1. Traditional IRA contributions. You have until April 15, 2013 to contribute up to $5,000 to a traditional IRA for 2012 and, if you qualify, deduct it on your tax return. There are special guide lines that need to be follow so please contact your local licensed Tax Professional - your Enrolled Agent <http://www.inea.biz/>:
2. Self-Employed retirement plans (SEP IRA). If you work for yourself, you can open a SEP IRA by April 15, 2013, and deduct your contribution on your 2012 return.
3. Mortgage interest and PMI. You're allowed to deduct mortgage interest and PMI paid on your primary mortgage, as well as home equity loans, home improvement loans and lines of credit.
4. State and County taxes. The federal government generally allows taxpayers to deduct property and income taxes paid to state and local governments.
5. Charitable gifts. Donations to charity may ease your tax burden, but only if you have the right documentation. Cash contributions - regardless of the amount - require a canceled check or dated receipt. Any contribution of $250 or more requires a receipt from the charity organization. Noncash contributions valued at more than $5,000 generally require an appraisal.
6. College Tax Credits: American Opportunity Credit and the Lifetime Learning Credit. If you, your spouse, or your child is attending college you can get up to $2500.00 tax credit.
7. Student Loan Interest. Up to $2,500 in interest on loans for qualified higher education expenses may be deductible if your adjusted gross income is less than $75,000 ($150,000 if you're married and filing a joint return).
8. Indiana 529 College Plan. State of Indiana gives you a 20% tax credit or up to $1000.00 for funds you put into your children or your grandchildren Indiana 529 College fund.
9. Medical and dental costs.
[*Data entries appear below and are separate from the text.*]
//! Boundary with the script-execution collaborator
//!
//! The scheduler knows nothing about the script language. It hands the
//! host an opaque body reference, the instance to run against, and the
//! previously suspended continuation (if any), and gets back one of
//! completed / terminated / suspended. Everything a running body may do
//! to the engine goes through the [`ScriptContext`] borrow it is given
//! for the duration of one step.

use std::any::Any;
use std::fmt;

use serde::{Deserialize, Serialize};

use super::actor::ActorRegistry;
use super::error::InstanceResult;
use super::instance::{AttrValue, InstanceId, InstanceStore};
use super::sound::{PerformanceId, SoundBackend};
use super::spawn::EffectQueue;
use super::thread::{GroupId, WaitCondition};

/// Opaque reference to an executable handler body
///
/// Assigned by whoever builds the project; only the script host
/// interprets it.
#[derive(
    Debug, Clone, Copy, PartialEq, Eq, PartialOrd, Ord, Hash, Serialize, Deserialize,
)]
pub struct BodyId(pub u32);

impl fmt::Display for BodyId {
    fn fmt(&self, f: &mut fmt::Formatter<'_>) -> fmt::Result {
        write!(f, "body:{}", self.0)
    }
}

/// Suspended mid-body execution, resumable by the host that minted it
///
/// The scheduler only ever holds, passes back, or discards this value;
/// it never inspects it.
pub struct Continuation(Box<dyn Any + Send>);

impl Continuation {
    /// Wrap host-private resume state
    pub fn new<T: Any + Send>(state: T) -> Self {
        Self(Box::new(state))
    }

    /// Recover the host-private state, consuming the continuation
    pub fn downcast<T: Any>(self) -> Option<T> {
        self.0.downcast::<T>().ok().map(|state| *state)
    }
}

impl fmt::Debug for Continuation {
    fn fmt(&self, f: &mut fmt::Formatter<'_>) -> fmt::Result {
        f.write_str("Continuation(..)")
    }
}

/// Result of giving a thread one execution opportunity
#[derive(Debug)]
pub enum StepOutcome {
    /// The handler body ran to normal completion
    Completed,
    /// The body raised an error it did not recover from
    Terminated(anyhow::Error),
    /// The body reached a suspension point and yielded
    Suspended {
        /// Remaining execution, to be handed back on resume
        continuation: Continuation,
        /// Condition under which the thread becomes eligible again
        wait: WaitCondition,
    },
}

/// The script-execution collaborator
///
/// Responsible for all language-level semantics; must honor cooperative
/// suspension exactly at the primitives it designates as suspension
/// points. The governing policy for those primitives: side effects that
/// must be observable to other code at a tick boundary yield exactly
/// once after committing.
pub trait ScriptHost {
    /// Run or resume one handler body until it completes, errors, or
    /// reaches a suspension point
    fn step(
        &mut self,
        ctx: &mut ScriptContext<'_>,
        body: BodyId,
        instance: InstanceId,
        resume: Option<Continuation>,
    ) -> StepOutcome;
}

/// Core services exposed to a running body for one execution step
///
/// Exactly one context exists at any instant, so all instance mutation
/// is exclusive to the single running thread.
pub struct ScriptContext<'a> {
    actors: &'a ActorRegistry,
    instances: &'a mut InstanceStore,
    effects: &'a mut EffectQueue,
    sounds: &'a dyn SoundBackend,
    current: InstanceId,
}

impl<'a> ScriptContext<'a> {
    pub(crate) fn new(
        actors: &'a ActorRegistry,
        instances: &'a mut InstanceStore,
        effects: &'a mut EffectQueue,
        sounds: &'a dyn SoundBackend,
        current: InstanceId,
    ) -> Self {
        Self {
            actors,
            instances,
            effects,
            sounds,
            current,
        }
    }

    /// Instance the current thread runs against
    pub fn instance(&self) -> InstanceId {
        self.current
    }

    /// Read an attribute of the current instance
    pub fn attr(&self, name: &str) -> InstanceResult<AttrValue> {
        self.instances.attribute(self.current, name)
    }

    /// Write an attribute of the current instance
    pub fn set_attr(&mut self, name: &str, value: AttrValue) -> InstanceResult<()> {
        self.instances.set_attribute(self.current, name, value)
    }

    /// Enqueue a broadcast originating from the current instance
    ///
    /// Nothing runs now; matching handlers are admitted on a later tick.
    /// The returned group id can be waited on with
    /// [`WaitCondition::GroupDone`].
    pub fn broadcast(&mut self, name: &str) -> GroupId {
        self.effects
            .broadcast(name, Some(self.current), self.actors, self.instances)
    }

    /// Clone the current instance (create phase, synchronous)
    pub fn clone_self(&mut self) -> Option<InstanceId> {
        self.clone_instance(self.current)
    }

    /// Clone an instance: copy its full attribute mapping into a fresh
    /// instance of the same actor now, and defer its clone-start
    /// handlers to a later tick
    ///
    /// Cloning an instance that has already been removed is a documented
    /// no-op.
    pub fn clone_instance(&mut self, source: InstanceId) -> Option<InstanceId> {
        self.effects
            .clone_instance(source, self.actors, self.instances)
    }

    /// Remove an instance, terminating its threads at their next
    /// scheduling opportunity
    ///
    /// Idempotent, like the store operation it forwards to.
    pub fn remove_instance(&mut self, id: InstanceId) {
        if self.instances.remove(id) {
            tracing::debug!(instance = %id, "instance removed by script");
        }
    }

    /// Remove the current instance ("delete this clone")
    pub fn remove_self(&mut self) {
        self.remove_instance(self.current);
    }

    /// Start a performance on the external playback subsystem
    ///
    /// Fire-and-forget at the boundary; hosts that want the start to be
    /// observable before the body's next statement suspend with
    /// [`WaitCondition::NextTick`] right after calling this.
    pub fn start_performance(&mut self, clip: &str) -> PerformanceId {
        let id = self.sounds.start(clip);
        tracing::trace!(clip, performance = %id, "performance started");
        id
    }

    /// Whether a performance is still active
    pub fn performance_active(&self, id: PerformanceId) -> bool {
        self.sounds.is_active(id)
    }
}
The government sets a high hurdle for these expenses: You may be able to only deduct them if they exceed 7.5% of your adjusted gross income.
10. Health insurance. Self-employed taxpayers get a break on one of their biggest financial headaches. In general, they may be able to deduct all of their health insurance premiums.
11. Health savings accounts. If your family was covered by a high-deductible health insurance plan in 2012, you may be able to contribute up to $6,250 to a health savings account ($3,100 if it only covered yourself). Contributions are deductible, and withdrawals for qualified medical expenses are tax-free. Similar to IRAs, you have until April 15, 2013, to contribute for the 2012 tax year.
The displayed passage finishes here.